Si è conquistato un bel primato il militare che a Milano è finito indagato per un reato che però di fatto ancora non esiste, ossia quello di catcalling, termine inglese molto in voga ultimamente il quale indica quell’uso tipicamente maschile di fischiare o rivolgere a soggetti di sesso femminile, per strada, complimenti talvolta fin troppo coloriti e considerati per questo “sessisti”. Il soldato, infatti, è il primo uomo in Italia messo sotto indagine per codesta tipologia di condotta. A denunciarlo lo scorso aprile una studentessa, la quale non ha gradito l’attenzione del tizio in questione. Sarà il dipartimento “Tutela fasce deboli” della procura meneghina a fare luce sul comportamento del militare allo scopo di chiarire se, effettivamente, il suo atteggiamento sia stato insistente, vessatorio, eccessivo e invadente fino al punto di limitare la libertà della fanciulla e recarle disagio.
Infatti, è bene puntualizzare che affinché si configuri il reato di disturbo, nel quale potrebbe essere inquadrato il fenomeno del catcalling, non è sufficiente un solo apprezzamento, quantunque volgare, o addirittura osceno, bensì è indispensabile ricorra un elemento determinante, ovvero la petulanza. Insomma, dovrà essere dimostrato che il soldato abbia ostinatamente importunato la giovane, intromettendosi in maniera pressante e continua nella di lei personale sfera di quiete, con apprezzamenti sgraditi, ai limiti della molestia. In base all’art.660 del codice penale, intitolato “molestia o disturbo alle persone”, “chiunque, in un luogo pubblico o aperto al pubblico, ovvero col mezzo del telefono, per petulanza o per altro biasimevole motivo, reca a taluno molestia o disturbo è punito con l’arresto fino a sei mesi o con l’ammenda fino a euro 516”. Dunque, l’indagato rischia persino di essere arrestato.
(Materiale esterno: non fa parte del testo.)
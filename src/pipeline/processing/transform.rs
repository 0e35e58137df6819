use serde::Deserialize;
use serde_json::Value;
use tracing::debug;

use super::extract::ExtractedSnapshot;
use super::features::{mood_category, popularity_score};
use crate::pipeline::ingestion::payloads::{TrackEntry, WeatherReading};
use crate::pipeline::ingestion::snapshot_store::SnapshotMetadata;
use crate::types::TrackFeatureRecord;

/// Records derived from one snapshot plus the reasons entries were dropped
#[derive(Debug, Clone, Default)]
pub struct TransformOutput {
    pub records_extracted: usize,
    pub records: Vec<TrackFeatureRecord>,
    pub dropped: Vec<String>,
}

/// Build the feature record for the track at `position` (0-based) in the
/// ranked list.
pub fn build_record(
    entry: &TrackEntry,
    position: usize,
    weather: &WeatherReading,
    metadata: &SnapshotMetadata,
    snapshot_ref: &str,
) -> Result<TrackFeatureRecord, String> {
    let track_name = entry.track_name().ok_or("missing track name")?;
    let artist_name = entry.artist_name().ok_or("missing artist name")?;
    let listeners = entry.listeners()?;
    let playcount = entry.playcount()?;
    let rank = entry.rank().unwrap_or(position as i64 + 1);

    Ok(TrackFeatureRecord {
        city: metadata.city.clone(),
        country: metadata.country.clone(),
        track_name: track_name.to_string(),
        artist_name: artist_name.to_string(),
        listeners,
        playcount,
        rank,
        weather_condition: weather.condition.clone(),
        weather_description: weather.description.clone(),
        temperature: weather.temperature,
        humidity: weather.humidity,
        wind_speed: weather.wind_speed,
        mood_category: mood_category(track_name, artist_name),
        popularity_score: popularity_score(listeners, playcount),
        source_snapshot_ref: snapshot_ref.to_string(),
    })
}

fn parse_entry(raw: &Value) -> Result<TrackEntry, String> {
    TrackEntry::deserialize(raw).map_err(|e| format!("malformed entry: {}", e))
}

pub fn transform_snapshot(snapshot: &ExtractedSnapshot) -> TransformOutput {
    let entries: &[Value] = snapshot.tracks.as_deref().unwrap_or_default();
    let weather = snapshot
        .weather
        .as_ref()
        .map(|w| w.reading())
        .unwrap_or_else(WeatherReading::unknown);

    let mut output = TransformOutput {
        records_extracted: entries.len(),
        ..Default::default()
    };
    for (position, raw) in entries.iter().enumerate() {
        let built = parse_entry(raw).and_then(|entry| {
            build_record(
                &entry,
                position,
                &weather,
                &snapshot.metadata,
                &snapshot.snapshot_ref,
            )
        });
        match built {
            Ok(record) => output.records.push(record),
            Err(reason) => {
                debug!(position, %reason, "track dropped");
                output.dropped.push(format!("track #{}: {}", position + 1, reason));
            }
        }
    }
    output
}

#[cfg(test)]
mod tests {
    use super::*;
    use crate::types::MoodCategory;
    use serde_json::json;

    fn metadata() -> SnapshotMetadata {
        SnapshotMetadata {
            city: "Paris".into(),
            country: "France".into(),
            ingestion_timestamp: "2025-03-14T09:26:53.000Z".into(),
            data_source: "lastfm_weather_ingestor".into(),
        }
    }

    fn snapshot(tracks: Value, weather: Option<Value>) -> ExtractedSnapshot {
        ExtractedSnapshot {
            snapshot_ref: "data/raw/Paris_France.json".into(),
            metadata: metadata(),
            tracks: Some(tracks.as_array().cloned().unwrap()),
            weather: weather.map(|w| serde_json::from_value(w).unwrap()),
        }
    }

    #[test]
    fn derives_features_and_pairs_weather() {
        let snap = snapshot(
            json!([{
                "name": "Summer Party",
                "artist": { "name": "DJ Sun" },
                "listeners": "20000",
                "playcount": "40000",
                "@attr": { "rank": "0" }
            }]),
            Some(json!({
                "weather": [{ "main": "Clear", "description": "ciel dégagé" }],
                "main": { "temp": 21.3, "humidity": 40 },
                "wind": { "speed": 3.6 }
            })),
        );
        let out = transform_snapshot(&snap);
        assert_eq!(out.records_extracted, 1);
        let record = &out.records[0];
        assert_eq!(record.mood_category, MoodCategory::Happy);
        assert_eq!(record.popularity_score, 1.2);
        assert_eq!(record.rank, 0);
        assert_eq!(record.weather_condition, "Clear");
        assert_eq!(record.temperature, 21.3);
        assert_eq!(record.city, "Paris");
        assert_eq!(record.source_snapshot_ref, "data/raw/Paris_France.json");
    }

    #[test]
    fn missing_weather_falls_back_to_unknown() {
        let snap = snapshot(json!([{ "name": "A", "artist": { "name": "B" } }]), None);
        let out = transform_snapshot(&snap);
        let record = &out.records[0];
        assert_eq!(record.weather_condition, "Unknown");
        assert_eq!(record.weather_description, "Unknown");
        assert_eq!(record.humidity, 0.0);
        // absent counts default to zero, rank falls back to position
        assert_eq!(record.listeners, 0);
        assert_eq!(record.rank, 1);
    }

    #[test]
    fn drops_unnamed_and_unparseable_tracks() {
        let snap = snapshot(
            json!([
                { "name": "", "artist": { "name": "B" } },
                { "name": "A", "artist": {} },
                { "name": "C", "artist": { "name": "D" }, "listeners": "n/a" },
                { "name": "G", "artist": { "name": "H" }, "playcount": [1, 2] },
                { "name": "E", "artist": { "name": "F" }, "listeners": "12" }
            ]),
            None,
        );
        let out = transform_snapshot(&snap);
        assert_eq!(out.records_extracted, 5);
        assert_eq!(out.records.len(), 1);
        assert_eq!(out.dropped.len(), 4);
        assert!(out.dropped[0].contains("missing track name"));
        assert!(out.dropped[1].contains("missing artist name"));
        assert!(out.dropped[3].contains("malformed entry"));
        assert_eq!(out.records[0].rank, 5);
    }
}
Con questi precedenti si guarderanno bene gli uomini dall’esternare ad alta voce lodi e lusinghe nei confronti di esponenti del gentil sesso. Sorgerà nel loro animo sempre la paura, o il dubbio, di offendere, nuocere, insultare colei a cui gli elogi sarebbero indirizzati e magari di ritrovarsi in gattabuia per avere osato esclamare: “Quanto sei bella!”.
È evidente che certe espressioni, quando ripetute e indecenti, possano turbare anche gravemente la persona che ne è oggetto. Su questo non si discute. Tuttavia, ci preme segnalare che negli ultimi giorni stiamo assistendo al dilagare di una sorta di schizofrenia femminista: si vorrebbe mettere al banco degli imputati chiunque si renda colpevole di fare un complimento e incriminare persino parole gentili, prive di qualsiasi losca intenzione. C’è stata chi ha addirittura lamentato un certo tipo di sguardo sulla propria bambina, o chi ha affermato che coloro i quali compiono complimenti per strada sarebbero capacissimi di stuprare. Tutto ciò è preoccupante. Ma, per fortuna, viviamo in uno Stato di diritto, dove vale il postulato, caro agli antichi romani che non per niente sono i padri della legge, “cogitationis poenam nemo patitur”, che esprime il “principio di materialità del diritto penale”, in base al quale non può esservi reato, dunque neppure pena, se la volontà criminosa non si materializza in un comportamento esterno. In estrema sintesi, non sono ammissibili processi alle intenzioni.
Insomma, la mamma che legge nello sguardo del passante sulla propria piccola un turpe e depravato desiderio può avere avuto una sensazione, magari sbagliata, oppure giusta, chi lo sa? A prescindere dalla corrispondenza o meno della sua impressione alla realtà, lo sconosciuto non può essere imputabile di “sguardo indiscreto”. Né chi commenta l’aspetto di una ragazza che passa sulla via può essere ritenuto un potenziale stupratore ed essere querelato per ciò stesso. Se non avessimo il presidio razionale del diritto, trasformeremmo qualsiasi cosa non ci piaccia o ci rechi noia o fastidio in un delitto. E le carceri, già sovrappopolate, scoppierebbero.